TASK STATEMENT> Filter the records, keeping every line that has the string "creating".

Collected data entries
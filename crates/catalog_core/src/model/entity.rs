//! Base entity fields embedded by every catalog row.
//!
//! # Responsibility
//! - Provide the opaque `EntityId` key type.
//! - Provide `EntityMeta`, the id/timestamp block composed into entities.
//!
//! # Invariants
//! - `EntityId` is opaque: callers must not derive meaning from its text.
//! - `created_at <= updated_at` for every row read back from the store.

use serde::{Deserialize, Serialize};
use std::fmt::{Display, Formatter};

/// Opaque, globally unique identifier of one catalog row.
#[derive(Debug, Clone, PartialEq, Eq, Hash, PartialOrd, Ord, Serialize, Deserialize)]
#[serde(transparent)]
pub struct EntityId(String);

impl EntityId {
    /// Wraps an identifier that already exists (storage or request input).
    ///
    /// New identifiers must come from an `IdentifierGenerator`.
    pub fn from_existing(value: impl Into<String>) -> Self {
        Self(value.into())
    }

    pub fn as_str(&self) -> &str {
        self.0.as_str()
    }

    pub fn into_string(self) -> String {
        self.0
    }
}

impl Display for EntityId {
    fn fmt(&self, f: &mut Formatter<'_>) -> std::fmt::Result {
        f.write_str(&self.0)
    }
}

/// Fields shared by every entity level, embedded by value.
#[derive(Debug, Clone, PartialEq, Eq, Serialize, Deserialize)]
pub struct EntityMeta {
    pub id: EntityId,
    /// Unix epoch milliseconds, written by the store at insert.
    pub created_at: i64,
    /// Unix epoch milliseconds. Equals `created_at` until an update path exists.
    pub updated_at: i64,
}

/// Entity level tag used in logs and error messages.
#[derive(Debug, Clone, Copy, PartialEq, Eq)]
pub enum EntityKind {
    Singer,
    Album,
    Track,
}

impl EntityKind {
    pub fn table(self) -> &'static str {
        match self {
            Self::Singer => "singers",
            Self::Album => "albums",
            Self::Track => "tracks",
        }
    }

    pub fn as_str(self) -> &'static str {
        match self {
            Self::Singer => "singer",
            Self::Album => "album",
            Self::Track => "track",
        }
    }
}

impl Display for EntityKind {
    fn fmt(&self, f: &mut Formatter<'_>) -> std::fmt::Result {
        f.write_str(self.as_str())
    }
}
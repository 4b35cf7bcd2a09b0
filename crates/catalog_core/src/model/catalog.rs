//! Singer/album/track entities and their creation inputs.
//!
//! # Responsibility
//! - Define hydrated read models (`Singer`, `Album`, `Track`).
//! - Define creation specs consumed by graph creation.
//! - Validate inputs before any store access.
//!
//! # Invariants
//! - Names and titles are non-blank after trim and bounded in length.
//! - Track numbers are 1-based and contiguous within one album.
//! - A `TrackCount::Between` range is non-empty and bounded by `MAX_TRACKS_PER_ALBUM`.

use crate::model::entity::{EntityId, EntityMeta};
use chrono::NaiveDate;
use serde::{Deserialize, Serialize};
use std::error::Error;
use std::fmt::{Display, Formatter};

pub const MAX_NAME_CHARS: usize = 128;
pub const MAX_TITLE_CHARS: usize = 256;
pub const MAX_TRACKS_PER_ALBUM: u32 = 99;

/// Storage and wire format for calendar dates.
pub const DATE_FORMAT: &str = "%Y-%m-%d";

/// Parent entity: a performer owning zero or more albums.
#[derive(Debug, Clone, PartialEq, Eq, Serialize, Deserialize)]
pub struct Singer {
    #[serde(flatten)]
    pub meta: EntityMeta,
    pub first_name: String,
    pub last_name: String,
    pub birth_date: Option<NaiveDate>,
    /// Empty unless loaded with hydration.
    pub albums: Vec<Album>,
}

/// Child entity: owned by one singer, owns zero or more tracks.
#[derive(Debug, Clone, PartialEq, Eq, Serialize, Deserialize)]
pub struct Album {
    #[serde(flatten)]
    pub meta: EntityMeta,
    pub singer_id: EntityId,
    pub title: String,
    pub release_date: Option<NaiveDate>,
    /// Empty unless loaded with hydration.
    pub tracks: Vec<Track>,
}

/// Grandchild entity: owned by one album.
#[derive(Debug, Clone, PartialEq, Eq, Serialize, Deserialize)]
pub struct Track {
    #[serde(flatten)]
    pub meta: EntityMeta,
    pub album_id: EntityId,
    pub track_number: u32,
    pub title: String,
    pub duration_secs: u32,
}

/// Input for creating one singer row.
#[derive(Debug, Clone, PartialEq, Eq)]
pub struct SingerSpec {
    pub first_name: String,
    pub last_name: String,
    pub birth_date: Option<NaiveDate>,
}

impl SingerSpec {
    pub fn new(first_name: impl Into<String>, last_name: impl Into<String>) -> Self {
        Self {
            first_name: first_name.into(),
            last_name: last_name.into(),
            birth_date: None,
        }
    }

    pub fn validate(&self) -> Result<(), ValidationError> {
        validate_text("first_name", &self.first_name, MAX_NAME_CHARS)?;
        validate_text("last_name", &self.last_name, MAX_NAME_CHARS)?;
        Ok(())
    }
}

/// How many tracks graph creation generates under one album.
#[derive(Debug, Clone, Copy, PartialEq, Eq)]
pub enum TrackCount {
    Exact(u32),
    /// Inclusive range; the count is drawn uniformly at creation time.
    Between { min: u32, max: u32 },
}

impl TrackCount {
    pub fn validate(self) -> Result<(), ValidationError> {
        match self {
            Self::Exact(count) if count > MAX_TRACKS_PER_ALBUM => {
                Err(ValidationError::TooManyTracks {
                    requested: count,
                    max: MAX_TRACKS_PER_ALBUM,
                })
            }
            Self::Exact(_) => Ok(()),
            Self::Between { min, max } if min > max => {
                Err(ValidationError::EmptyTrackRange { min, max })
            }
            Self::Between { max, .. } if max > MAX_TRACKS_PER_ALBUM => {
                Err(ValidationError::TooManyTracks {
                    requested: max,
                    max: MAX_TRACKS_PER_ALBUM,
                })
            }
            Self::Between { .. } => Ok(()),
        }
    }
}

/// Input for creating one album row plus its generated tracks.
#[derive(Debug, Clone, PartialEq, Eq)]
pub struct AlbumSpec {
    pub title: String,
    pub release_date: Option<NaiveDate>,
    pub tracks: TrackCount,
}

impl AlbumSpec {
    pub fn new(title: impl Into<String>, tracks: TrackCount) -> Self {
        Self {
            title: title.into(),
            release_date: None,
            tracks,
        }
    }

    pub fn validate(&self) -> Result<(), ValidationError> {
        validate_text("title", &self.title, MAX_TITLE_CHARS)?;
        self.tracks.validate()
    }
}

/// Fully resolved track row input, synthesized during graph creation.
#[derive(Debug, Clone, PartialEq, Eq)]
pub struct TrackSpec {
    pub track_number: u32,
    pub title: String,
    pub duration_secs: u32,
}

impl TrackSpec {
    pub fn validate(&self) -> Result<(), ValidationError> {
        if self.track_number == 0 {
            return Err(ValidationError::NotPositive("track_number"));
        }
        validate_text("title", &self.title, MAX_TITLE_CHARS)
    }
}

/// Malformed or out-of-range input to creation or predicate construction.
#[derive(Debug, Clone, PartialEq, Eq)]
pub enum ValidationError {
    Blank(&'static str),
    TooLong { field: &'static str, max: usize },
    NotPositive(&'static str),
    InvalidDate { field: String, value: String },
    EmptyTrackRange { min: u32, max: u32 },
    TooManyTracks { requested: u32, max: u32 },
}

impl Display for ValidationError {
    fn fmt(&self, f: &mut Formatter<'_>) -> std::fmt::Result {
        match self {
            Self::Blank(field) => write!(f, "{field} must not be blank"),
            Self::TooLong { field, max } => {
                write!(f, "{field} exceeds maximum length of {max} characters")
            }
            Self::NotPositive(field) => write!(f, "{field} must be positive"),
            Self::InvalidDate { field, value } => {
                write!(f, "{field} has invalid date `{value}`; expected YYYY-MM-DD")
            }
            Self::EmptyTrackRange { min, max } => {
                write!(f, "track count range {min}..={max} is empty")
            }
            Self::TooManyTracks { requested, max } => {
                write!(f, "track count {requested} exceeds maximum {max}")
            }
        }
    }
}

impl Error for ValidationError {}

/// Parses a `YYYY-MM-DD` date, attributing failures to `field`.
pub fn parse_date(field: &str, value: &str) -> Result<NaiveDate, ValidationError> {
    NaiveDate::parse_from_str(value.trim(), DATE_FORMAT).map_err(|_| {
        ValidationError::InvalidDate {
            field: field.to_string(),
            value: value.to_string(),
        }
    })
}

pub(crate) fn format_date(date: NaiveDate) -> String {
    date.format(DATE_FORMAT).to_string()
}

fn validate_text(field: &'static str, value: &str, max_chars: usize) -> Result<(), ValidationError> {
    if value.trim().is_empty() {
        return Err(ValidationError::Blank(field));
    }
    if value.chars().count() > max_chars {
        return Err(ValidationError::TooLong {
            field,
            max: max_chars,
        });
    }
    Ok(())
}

---

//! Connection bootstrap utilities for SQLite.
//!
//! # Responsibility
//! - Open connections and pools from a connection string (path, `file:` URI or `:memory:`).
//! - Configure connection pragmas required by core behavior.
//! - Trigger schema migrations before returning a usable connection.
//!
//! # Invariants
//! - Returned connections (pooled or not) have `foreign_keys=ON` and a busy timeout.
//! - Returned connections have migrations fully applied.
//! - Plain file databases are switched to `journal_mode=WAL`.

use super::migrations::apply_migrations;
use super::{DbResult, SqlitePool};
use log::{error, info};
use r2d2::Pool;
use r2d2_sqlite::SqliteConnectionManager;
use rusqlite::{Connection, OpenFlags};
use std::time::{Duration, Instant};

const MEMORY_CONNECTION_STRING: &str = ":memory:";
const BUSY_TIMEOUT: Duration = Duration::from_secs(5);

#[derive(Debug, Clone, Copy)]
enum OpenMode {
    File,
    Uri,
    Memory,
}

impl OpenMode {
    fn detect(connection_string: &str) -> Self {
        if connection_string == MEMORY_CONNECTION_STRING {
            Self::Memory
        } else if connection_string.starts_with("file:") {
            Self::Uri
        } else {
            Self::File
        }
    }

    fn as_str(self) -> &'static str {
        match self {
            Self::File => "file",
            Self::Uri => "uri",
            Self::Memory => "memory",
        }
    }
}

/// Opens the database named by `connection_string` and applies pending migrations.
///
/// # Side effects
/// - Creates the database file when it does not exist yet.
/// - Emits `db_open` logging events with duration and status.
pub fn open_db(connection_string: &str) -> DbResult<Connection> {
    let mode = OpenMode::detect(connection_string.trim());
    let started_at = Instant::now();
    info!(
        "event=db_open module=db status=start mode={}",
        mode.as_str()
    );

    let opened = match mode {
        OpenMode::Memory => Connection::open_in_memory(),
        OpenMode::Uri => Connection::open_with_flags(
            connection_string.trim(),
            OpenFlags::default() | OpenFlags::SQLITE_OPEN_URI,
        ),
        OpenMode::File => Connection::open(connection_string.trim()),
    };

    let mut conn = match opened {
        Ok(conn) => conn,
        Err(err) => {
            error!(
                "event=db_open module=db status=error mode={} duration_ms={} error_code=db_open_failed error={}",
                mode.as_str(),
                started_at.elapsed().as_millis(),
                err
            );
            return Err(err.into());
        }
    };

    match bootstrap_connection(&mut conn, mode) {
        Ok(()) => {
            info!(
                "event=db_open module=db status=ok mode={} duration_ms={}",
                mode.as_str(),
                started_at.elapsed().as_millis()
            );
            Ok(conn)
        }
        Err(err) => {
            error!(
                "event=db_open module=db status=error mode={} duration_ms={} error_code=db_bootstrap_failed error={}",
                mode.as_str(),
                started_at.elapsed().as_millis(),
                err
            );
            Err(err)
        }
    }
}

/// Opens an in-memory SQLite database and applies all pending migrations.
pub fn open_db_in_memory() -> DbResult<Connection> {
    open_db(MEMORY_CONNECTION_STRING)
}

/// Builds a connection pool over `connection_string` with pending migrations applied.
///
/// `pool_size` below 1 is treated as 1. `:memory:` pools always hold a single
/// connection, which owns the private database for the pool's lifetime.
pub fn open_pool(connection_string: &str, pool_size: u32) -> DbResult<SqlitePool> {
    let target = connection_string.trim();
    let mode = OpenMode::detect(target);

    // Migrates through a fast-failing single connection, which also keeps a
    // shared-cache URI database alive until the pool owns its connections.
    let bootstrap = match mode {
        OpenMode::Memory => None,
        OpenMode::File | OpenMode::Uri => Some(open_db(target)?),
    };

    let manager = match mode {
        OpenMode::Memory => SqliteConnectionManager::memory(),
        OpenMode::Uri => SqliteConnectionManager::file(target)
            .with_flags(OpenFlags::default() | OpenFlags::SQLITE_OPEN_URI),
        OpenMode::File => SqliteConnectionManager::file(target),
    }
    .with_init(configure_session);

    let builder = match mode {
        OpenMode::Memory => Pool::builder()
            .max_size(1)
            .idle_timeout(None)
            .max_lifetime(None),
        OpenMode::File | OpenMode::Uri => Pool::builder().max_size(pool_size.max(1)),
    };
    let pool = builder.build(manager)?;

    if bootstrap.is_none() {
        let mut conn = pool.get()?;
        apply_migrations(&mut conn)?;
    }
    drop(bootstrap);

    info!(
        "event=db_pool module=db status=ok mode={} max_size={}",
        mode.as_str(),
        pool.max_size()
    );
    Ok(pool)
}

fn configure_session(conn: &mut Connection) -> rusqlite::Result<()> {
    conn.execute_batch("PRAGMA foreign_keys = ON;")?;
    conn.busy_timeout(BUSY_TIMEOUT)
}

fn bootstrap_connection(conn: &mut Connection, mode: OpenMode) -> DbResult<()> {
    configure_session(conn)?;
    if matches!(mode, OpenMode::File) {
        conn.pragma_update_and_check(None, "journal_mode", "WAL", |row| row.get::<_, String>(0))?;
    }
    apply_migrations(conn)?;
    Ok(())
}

* * *

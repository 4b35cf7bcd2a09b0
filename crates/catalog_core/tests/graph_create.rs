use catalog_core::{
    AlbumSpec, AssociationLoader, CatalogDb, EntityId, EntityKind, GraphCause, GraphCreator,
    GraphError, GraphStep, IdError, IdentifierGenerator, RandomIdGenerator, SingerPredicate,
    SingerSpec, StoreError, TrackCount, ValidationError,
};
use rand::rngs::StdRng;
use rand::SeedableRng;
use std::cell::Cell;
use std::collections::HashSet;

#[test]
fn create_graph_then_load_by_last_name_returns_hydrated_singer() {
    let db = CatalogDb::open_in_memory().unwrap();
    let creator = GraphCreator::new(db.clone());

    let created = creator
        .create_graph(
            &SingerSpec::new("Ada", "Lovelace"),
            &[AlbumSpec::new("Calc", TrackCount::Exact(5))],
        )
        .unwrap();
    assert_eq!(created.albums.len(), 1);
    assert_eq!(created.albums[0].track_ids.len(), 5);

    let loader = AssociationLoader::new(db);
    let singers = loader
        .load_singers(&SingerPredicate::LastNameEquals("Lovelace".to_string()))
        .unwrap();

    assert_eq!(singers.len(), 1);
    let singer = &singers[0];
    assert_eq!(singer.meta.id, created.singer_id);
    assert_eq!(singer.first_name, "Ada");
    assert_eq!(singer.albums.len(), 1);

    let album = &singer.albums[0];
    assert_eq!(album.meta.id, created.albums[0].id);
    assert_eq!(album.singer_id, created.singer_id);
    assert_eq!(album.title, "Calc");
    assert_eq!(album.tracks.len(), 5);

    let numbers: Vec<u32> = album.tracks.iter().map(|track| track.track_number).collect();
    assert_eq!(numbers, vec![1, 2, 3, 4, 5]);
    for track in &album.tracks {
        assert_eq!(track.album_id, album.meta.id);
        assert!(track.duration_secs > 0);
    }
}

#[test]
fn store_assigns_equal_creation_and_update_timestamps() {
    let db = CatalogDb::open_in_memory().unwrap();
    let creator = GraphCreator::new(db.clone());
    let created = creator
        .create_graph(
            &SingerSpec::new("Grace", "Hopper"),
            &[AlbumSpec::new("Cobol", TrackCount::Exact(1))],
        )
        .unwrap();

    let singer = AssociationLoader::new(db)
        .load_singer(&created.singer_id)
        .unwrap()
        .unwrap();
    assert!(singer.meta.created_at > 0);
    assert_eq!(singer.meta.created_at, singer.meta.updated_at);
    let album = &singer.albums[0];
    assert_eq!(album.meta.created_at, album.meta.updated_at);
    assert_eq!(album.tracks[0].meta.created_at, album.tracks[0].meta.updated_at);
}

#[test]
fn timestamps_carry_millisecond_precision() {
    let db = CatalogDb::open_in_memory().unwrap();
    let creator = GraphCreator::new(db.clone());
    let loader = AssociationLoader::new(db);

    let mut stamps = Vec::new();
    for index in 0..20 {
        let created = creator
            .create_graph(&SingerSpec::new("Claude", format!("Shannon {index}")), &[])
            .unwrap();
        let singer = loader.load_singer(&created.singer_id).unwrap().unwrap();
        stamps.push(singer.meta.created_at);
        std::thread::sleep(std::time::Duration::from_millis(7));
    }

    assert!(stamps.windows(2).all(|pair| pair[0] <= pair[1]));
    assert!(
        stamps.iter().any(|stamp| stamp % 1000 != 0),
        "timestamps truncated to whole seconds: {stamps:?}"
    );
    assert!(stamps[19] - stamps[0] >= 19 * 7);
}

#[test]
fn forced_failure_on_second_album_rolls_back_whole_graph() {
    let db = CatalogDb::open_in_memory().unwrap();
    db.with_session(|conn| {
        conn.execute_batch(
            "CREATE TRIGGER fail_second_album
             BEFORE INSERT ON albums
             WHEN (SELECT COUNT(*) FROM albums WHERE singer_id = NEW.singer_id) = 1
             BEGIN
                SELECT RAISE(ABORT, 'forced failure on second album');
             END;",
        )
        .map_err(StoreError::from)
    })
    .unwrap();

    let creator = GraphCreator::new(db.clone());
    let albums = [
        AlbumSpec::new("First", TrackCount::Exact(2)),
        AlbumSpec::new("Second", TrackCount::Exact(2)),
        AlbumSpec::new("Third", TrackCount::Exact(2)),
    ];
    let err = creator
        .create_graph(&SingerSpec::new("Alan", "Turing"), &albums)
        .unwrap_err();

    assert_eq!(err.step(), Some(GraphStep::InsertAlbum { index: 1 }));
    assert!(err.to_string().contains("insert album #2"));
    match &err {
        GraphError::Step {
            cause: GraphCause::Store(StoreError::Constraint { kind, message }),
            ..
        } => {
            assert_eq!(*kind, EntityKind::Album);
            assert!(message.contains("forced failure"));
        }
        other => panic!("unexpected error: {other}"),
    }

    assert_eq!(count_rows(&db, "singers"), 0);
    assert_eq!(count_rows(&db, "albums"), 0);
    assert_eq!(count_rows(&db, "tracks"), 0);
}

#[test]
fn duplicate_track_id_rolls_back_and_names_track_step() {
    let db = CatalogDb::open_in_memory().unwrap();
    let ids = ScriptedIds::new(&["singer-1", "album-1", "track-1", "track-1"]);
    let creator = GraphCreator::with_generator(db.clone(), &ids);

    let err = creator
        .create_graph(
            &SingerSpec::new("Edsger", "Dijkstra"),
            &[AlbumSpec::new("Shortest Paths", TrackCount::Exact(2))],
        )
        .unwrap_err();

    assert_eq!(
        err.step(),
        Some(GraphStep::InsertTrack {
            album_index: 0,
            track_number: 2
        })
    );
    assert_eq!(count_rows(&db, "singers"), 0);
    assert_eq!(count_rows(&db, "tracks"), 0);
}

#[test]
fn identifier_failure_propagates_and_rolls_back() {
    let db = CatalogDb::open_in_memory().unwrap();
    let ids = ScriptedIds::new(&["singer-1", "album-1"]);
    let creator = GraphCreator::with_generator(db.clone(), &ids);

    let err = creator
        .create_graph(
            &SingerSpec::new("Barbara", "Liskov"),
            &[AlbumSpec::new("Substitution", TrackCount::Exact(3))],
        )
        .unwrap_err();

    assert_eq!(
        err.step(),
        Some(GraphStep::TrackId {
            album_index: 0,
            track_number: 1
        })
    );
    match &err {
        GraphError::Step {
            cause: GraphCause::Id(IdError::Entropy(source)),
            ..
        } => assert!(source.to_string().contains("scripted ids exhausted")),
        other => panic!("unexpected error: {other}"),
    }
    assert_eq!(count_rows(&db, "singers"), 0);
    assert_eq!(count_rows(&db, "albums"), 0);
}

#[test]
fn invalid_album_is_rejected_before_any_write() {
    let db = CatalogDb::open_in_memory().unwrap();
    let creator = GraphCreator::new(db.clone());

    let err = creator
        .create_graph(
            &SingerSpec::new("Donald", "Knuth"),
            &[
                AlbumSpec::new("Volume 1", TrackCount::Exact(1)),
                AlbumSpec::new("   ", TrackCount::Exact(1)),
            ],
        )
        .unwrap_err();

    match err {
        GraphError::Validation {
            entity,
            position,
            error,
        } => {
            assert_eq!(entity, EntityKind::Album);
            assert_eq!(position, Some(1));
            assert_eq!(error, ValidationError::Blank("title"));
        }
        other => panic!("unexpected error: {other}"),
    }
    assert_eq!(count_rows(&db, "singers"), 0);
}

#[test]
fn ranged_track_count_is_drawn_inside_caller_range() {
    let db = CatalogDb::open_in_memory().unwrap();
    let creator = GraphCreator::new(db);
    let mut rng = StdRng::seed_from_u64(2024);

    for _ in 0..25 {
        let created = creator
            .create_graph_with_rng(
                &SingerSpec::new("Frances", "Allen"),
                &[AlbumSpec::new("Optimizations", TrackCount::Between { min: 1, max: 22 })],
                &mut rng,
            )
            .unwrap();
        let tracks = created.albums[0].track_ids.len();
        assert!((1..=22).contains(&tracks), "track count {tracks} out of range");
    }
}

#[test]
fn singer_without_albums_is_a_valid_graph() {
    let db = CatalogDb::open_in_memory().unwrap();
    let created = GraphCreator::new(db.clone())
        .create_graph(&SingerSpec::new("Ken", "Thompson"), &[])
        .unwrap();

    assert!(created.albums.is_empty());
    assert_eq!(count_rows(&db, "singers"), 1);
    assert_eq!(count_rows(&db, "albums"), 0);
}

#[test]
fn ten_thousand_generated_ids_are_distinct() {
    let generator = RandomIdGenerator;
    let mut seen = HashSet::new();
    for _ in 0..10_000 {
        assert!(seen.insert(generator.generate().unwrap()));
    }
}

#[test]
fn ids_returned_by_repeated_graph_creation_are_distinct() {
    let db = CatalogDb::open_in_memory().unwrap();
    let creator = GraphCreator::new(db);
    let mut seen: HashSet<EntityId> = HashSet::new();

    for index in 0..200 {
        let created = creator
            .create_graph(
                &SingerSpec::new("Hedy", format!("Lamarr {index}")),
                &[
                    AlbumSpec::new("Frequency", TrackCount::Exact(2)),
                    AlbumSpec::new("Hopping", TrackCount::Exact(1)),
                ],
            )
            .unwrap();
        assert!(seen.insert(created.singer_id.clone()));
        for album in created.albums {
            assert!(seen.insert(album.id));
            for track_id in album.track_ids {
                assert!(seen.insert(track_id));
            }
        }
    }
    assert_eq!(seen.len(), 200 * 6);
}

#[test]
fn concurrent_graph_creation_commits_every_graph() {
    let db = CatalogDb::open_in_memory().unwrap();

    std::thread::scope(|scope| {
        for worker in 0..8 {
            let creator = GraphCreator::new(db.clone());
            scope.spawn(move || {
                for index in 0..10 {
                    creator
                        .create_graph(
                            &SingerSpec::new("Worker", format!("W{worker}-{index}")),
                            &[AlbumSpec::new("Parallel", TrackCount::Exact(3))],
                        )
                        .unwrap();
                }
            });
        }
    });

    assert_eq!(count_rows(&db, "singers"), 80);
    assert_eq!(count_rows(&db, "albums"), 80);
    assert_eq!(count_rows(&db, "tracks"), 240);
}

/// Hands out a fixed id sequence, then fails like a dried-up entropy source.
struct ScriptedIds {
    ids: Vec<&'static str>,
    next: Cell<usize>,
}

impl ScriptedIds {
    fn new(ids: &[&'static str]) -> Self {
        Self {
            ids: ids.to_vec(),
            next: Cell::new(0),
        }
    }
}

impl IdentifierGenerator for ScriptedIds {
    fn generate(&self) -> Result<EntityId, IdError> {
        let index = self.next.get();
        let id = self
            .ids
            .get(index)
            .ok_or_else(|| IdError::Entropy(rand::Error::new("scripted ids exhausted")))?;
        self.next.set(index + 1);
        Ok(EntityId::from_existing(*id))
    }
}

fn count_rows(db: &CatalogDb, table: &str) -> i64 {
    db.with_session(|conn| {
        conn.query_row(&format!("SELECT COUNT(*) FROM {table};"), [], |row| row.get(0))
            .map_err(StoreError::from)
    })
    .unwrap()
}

SOLUTION>
/// Input for creating one singer row.
/// Input for creating one album row plus its generated tracks.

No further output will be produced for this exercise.